• _YOUR INSTRUCTIONS_
Could you set down exactly the lines in the records below between the line holding "list.push(value.to_string());" and the line holding "let before = config.limits.session_limit_minutes;", inclusive?
===== DATA FOR THE TASK =====
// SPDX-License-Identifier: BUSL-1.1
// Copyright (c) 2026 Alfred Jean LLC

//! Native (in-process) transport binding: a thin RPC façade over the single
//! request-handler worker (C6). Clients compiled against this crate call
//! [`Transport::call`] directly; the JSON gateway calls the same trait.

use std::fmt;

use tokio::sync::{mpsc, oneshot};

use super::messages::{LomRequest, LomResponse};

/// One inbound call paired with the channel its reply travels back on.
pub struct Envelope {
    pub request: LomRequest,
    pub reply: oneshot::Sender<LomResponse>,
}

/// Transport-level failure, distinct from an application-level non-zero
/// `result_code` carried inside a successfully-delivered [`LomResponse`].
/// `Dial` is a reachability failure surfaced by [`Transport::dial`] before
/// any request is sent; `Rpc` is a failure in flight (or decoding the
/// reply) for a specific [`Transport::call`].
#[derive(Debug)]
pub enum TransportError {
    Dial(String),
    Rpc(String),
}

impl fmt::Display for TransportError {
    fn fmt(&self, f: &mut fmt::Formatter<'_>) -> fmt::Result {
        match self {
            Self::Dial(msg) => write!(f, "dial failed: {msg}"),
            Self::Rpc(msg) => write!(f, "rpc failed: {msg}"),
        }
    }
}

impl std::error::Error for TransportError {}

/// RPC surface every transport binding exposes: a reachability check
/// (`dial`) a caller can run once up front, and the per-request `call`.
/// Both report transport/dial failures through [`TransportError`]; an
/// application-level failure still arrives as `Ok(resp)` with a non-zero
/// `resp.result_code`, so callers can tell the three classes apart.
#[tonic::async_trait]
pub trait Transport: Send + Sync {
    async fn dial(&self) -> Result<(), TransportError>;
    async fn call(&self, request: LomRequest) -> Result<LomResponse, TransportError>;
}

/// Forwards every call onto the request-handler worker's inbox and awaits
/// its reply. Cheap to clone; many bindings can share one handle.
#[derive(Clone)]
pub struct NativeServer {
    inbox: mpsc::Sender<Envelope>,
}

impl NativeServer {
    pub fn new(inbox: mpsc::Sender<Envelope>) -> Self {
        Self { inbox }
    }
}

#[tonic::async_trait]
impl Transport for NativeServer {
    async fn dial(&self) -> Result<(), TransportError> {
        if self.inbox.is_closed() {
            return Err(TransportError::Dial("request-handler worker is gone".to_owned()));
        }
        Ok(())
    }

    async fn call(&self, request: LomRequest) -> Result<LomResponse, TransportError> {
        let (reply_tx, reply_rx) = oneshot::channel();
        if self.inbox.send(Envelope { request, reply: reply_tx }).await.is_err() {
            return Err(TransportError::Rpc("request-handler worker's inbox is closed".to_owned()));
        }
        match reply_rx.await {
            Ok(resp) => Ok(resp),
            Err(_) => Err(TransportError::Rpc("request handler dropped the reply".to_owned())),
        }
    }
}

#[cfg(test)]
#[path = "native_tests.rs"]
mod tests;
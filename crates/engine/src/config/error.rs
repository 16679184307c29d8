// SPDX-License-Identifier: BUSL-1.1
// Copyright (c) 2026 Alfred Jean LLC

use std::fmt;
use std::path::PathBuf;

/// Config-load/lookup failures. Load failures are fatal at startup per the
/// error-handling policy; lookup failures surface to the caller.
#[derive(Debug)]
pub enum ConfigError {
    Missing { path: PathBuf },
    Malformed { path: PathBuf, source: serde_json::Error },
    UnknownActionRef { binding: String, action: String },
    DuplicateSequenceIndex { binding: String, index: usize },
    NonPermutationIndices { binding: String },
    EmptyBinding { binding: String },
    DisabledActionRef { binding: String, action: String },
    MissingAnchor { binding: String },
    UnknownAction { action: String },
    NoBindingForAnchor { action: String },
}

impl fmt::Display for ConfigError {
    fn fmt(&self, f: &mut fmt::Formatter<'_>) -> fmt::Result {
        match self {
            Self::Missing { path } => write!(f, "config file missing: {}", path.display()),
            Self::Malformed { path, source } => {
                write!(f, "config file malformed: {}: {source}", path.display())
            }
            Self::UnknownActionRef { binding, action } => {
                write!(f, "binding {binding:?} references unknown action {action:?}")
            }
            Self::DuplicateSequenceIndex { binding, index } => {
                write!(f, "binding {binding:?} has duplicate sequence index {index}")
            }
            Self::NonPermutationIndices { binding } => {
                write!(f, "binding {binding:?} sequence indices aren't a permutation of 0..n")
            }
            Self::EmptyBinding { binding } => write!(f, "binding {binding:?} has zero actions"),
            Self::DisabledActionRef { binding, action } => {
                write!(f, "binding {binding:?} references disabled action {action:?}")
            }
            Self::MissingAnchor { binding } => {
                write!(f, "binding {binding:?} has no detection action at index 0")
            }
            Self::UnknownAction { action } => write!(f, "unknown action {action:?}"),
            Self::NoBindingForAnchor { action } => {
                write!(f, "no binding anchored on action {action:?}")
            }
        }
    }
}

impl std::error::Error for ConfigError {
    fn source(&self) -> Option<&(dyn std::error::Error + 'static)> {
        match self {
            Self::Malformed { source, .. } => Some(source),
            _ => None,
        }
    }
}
=====
===== DATA FOR THE TASK =====
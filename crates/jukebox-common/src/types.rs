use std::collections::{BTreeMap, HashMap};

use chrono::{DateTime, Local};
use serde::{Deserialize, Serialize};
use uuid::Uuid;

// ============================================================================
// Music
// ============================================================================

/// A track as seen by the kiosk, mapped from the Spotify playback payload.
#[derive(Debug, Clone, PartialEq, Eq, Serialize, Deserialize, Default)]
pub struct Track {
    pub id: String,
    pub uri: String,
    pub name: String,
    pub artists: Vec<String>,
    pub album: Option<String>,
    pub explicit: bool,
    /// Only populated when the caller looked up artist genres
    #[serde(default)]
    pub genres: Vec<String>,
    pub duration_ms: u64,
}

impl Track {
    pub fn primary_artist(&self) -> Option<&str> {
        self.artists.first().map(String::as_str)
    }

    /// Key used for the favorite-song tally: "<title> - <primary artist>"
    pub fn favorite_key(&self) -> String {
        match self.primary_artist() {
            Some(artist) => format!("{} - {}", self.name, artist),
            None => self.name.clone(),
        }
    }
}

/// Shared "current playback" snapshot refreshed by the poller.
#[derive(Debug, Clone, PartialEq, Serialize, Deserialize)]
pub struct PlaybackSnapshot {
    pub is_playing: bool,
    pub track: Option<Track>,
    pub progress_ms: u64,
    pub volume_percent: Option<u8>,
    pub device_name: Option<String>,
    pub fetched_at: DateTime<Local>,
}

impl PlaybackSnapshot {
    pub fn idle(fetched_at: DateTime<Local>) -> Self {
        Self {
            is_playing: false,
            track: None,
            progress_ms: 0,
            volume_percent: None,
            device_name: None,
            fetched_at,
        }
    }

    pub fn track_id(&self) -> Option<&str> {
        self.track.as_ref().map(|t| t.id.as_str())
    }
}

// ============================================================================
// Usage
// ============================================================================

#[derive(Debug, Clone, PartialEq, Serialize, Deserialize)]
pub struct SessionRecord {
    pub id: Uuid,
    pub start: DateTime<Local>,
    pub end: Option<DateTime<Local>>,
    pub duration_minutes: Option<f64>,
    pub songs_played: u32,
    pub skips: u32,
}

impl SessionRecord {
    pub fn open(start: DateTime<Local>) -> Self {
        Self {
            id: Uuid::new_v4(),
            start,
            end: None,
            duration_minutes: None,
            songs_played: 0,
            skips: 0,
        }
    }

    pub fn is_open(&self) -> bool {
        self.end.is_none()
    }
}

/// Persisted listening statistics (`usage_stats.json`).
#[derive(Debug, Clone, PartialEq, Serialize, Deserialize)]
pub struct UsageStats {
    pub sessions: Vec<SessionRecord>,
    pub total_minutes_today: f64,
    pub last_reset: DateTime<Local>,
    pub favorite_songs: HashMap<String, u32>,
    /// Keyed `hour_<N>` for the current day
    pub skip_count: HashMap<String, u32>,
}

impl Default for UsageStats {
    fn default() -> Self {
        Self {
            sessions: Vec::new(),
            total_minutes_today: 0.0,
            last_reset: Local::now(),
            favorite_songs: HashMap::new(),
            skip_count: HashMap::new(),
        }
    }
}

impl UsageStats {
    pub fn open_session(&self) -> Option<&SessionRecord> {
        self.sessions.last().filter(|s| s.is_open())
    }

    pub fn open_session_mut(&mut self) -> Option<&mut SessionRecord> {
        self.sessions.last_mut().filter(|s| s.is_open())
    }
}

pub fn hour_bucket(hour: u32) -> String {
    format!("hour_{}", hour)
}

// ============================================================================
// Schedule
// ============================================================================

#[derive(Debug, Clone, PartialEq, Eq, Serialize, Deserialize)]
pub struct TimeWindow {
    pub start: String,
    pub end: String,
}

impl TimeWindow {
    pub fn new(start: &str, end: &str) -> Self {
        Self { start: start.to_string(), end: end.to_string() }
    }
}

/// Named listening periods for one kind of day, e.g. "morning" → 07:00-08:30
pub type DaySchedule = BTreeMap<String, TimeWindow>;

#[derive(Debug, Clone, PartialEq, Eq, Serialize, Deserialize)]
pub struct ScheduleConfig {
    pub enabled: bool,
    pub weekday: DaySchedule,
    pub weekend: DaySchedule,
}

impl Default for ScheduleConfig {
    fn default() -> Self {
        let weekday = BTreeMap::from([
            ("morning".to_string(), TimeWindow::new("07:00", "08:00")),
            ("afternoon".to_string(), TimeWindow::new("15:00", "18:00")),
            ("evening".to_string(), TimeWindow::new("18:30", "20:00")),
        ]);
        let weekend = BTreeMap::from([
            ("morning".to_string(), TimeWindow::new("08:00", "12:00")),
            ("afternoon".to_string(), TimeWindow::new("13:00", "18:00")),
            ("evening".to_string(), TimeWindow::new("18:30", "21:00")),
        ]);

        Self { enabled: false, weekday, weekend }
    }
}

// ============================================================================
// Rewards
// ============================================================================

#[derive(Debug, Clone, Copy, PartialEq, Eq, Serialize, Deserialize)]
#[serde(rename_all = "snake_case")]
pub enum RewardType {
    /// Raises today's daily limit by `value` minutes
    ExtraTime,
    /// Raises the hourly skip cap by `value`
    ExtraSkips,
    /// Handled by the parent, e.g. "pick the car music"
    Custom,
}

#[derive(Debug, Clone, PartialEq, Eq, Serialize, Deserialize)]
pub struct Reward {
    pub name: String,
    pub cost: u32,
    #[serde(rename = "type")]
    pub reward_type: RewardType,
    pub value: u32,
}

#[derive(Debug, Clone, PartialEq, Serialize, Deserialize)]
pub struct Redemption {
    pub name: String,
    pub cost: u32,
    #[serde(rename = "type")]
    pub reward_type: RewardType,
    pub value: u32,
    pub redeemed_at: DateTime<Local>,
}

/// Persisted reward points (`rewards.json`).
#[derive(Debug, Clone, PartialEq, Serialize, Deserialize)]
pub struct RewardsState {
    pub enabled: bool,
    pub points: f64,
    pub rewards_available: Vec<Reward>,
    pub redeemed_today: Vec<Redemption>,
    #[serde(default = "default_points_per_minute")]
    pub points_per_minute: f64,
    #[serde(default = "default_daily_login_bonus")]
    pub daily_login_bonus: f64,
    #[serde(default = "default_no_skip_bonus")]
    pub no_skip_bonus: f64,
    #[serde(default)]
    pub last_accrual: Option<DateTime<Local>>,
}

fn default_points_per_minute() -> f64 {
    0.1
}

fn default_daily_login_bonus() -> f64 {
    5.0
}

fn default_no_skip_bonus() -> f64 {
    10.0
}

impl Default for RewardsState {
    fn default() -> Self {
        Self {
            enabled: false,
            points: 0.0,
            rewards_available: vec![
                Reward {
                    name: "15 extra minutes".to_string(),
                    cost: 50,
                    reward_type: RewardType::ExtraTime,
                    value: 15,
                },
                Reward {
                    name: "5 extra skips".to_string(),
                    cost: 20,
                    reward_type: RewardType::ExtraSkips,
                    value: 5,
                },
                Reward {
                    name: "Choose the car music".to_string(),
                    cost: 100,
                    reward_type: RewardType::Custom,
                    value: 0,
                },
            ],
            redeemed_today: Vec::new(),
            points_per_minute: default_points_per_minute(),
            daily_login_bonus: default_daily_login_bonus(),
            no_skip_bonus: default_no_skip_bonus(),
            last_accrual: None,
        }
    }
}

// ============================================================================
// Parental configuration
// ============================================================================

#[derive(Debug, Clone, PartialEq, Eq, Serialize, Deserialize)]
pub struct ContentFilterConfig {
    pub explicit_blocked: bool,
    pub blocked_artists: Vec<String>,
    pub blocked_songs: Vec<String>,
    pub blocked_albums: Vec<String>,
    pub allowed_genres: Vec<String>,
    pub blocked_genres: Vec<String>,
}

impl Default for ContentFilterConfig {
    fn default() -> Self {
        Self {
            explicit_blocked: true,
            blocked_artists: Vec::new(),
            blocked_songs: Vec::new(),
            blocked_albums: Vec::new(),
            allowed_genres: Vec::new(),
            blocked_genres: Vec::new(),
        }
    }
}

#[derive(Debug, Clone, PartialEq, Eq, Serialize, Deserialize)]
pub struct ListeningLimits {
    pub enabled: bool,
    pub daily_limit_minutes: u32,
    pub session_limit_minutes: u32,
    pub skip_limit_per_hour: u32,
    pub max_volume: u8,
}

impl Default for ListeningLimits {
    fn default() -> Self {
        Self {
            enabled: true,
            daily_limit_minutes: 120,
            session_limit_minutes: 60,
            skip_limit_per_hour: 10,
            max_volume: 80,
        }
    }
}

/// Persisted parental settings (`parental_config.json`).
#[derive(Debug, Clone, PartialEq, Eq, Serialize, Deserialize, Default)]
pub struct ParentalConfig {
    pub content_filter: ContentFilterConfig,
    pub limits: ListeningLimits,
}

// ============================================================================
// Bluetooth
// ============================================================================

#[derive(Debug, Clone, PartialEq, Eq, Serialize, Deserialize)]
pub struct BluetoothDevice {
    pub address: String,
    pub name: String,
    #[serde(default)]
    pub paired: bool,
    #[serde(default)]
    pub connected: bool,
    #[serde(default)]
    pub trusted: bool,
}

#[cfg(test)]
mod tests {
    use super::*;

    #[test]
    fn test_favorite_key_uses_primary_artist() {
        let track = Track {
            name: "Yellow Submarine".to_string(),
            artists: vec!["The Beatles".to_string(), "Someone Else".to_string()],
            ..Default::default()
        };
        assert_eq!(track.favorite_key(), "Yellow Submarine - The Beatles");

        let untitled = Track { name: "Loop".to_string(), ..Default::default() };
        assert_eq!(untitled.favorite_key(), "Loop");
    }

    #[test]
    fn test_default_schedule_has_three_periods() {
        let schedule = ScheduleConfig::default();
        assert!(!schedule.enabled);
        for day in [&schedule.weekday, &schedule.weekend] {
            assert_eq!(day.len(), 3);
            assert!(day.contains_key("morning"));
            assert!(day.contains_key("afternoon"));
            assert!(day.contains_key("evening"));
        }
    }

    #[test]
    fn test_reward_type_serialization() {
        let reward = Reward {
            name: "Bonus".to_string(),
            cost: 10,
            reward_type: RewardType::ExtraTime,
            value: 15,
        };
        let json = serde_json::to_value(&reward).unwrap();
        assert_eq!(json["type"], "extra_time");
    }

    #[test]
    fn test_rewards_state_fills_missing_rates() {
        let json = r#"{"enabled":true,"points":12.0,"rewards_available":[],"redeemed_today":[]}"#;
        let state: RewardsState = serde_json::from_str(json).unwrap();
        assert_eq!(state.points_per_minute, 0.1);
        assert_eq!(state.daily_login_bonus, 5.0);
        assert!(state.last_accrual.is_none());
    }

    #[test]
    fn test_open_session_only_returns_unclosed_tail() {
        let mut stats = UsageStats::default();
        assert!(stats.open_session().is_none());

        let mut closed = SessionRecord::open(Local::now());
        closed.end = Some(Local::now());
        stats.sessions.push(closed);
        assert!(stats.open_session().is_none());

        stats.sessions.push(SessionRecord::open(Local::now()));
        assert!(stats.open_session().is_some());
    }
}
=====
===== DATA FOR THE TASK =====
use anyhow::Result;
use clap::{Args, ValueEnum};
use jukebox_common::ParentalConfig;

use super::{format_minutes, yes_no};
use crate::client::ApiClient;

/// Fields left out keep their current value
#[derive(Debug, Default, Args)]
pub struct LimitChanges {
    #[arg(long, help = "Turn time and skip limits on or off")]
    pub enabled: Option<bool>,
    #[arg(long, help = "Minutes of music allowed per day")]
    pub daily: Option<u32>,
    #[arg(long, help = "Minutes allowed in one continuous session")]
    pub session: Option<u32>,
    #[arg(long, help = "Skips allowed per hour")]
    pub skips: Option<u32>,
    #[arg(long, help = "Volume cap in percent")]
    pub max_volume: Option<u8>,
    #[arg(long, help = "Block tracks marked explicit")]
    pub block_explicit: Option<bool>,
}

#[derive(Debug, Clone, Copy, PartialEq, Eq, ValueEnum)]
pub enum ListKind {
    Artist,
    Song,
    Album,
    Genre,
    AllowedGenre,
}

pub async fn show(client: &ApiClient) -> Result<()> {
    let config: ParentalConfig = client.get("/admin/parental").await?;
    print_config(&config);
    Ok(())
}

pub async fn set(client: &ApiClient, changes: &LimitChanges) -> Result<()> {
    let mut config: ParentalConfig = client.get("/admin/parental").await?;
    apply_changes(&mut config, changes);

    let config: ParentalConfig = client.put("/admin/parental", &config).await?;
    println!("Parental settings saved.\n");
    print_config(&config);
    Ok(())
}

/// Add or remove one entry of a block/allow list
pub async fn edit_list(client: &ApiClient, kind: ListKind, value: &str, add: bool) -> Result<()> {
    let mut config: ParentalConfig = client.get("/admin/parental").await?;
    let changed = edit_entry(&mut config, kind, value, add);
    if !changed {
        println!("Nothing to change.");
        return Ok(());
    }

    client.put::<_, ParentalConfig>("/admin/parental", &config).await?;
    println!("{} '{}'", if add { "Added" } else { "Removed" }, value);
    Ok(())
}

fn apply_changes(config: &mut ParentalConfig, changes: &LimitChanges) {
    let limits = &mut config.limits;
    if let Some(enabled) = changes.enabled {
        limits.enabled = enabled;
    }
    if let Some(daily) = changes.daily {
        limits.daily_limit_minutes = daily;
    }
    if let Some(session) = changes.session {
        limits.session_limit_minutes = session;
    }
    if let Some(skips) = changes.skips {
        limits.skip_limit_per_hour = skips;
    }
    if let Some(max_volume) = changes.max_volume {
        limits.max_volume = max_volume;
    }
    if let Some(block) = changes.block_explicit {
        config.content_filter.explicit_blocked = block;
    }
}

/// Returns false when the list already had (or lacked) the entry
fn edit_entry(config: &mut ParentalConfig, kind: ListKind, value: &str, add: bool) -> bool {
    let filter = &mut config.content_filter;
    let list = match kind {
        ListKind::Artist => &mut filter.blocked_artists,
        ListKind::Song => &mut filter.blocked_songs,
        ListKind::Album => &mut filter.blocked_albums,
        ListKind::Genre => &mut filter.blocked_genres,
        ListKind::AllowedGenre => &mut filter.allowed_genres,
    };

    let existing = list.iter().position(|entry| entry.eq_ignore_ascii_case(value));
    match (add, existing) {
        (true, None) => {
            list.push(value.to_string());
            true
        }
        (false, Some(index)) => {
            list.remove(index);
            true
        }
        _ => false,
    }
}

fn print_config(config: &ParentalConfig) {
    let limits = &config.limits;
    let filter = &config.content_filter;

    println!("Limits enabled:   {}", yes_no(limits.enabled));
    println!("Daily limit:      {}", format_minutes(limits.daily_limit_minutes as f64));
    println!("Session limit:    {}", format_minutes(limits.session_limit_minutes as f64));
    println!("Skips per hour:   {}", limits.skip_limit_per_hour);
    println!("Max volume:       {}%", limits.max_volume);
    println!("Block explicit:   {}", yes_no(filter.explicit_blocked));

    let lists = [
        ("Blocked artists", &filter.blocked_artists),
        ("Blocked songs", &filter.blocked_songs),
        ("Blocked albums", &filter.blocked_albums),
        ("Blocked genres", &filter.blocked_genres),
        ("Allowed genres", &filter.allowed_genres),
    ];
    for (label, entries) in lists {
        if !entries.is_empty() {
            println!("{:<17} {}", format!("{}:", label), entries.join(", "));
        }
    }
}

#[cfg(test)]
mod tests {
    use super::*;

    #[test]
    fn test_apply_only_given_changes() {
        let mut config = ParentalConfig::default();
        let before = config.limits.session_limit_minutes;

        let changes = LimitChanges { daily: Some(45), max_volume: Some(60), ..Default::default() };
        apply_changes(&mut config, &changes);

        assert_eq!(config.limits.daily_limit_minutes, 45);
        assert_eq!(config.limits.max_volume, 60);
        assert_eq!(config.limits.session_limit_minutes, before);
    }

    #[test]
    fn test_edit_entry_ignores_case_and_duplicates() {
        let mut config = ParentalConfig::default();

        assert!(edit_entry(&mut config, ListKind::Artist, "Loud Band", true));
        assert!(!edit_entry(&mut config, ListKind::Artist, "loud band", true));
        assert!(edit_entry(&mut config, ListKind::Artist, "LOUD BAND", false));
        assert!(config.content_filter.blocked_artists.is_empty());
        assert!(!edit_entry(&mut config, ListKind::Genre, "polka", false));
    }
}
=====
• _RESULT OF THIS EXERCISE_
            list.push(value.to_string());
            true
        }
        (false, Some(index)) => {
            list.remove(index);
            true
        }
        _ => false,
    }
}

fn print_config(config: &ParentalConfig) {
    let limits = &config.limits;
    let filter = &config.content_filter;

    println!("Limits enabled:   {}", yes_no(limits.enabled));
    println!("Daily limit:      {}", format_minutes(limits.daily_limit_minutes as f64));
    println!("Session limit:    {}", format_minutes(limits.session_limit_minutes as f64));
    println!("Skips per hour:   {}", limits.skip_limit_per_hour);
    println!("Max volume:       {}%", limits.max_volume);
    println!("Block explicit:   {}", yes_no(filter.explicit_blocked));

    let lists = [
        ("Blocked artists", &filter.blocked_artists),
        ("Blocked songs", &filter.blocked_songs),
        ("Blocked albums", &filter.blocked_albums),
        ("Blocked genres", &filter.blocked_genres),
        ("Allowed genres", &filter.allowed_genres),
    ];
    for (label, entries) in lists {
        if !entries.is_empty() {
            println!("{:<17} {}", format!("{}:", label), entries.join(", "));
        }
    }
}

#[cfg(test)]
mod tests {
    use super::*;

    #[test]
    fn test_apply_only_given_changes() {
        let mut config = ParentalConfig::default();
        let before = config.limits.session_limit_minutes;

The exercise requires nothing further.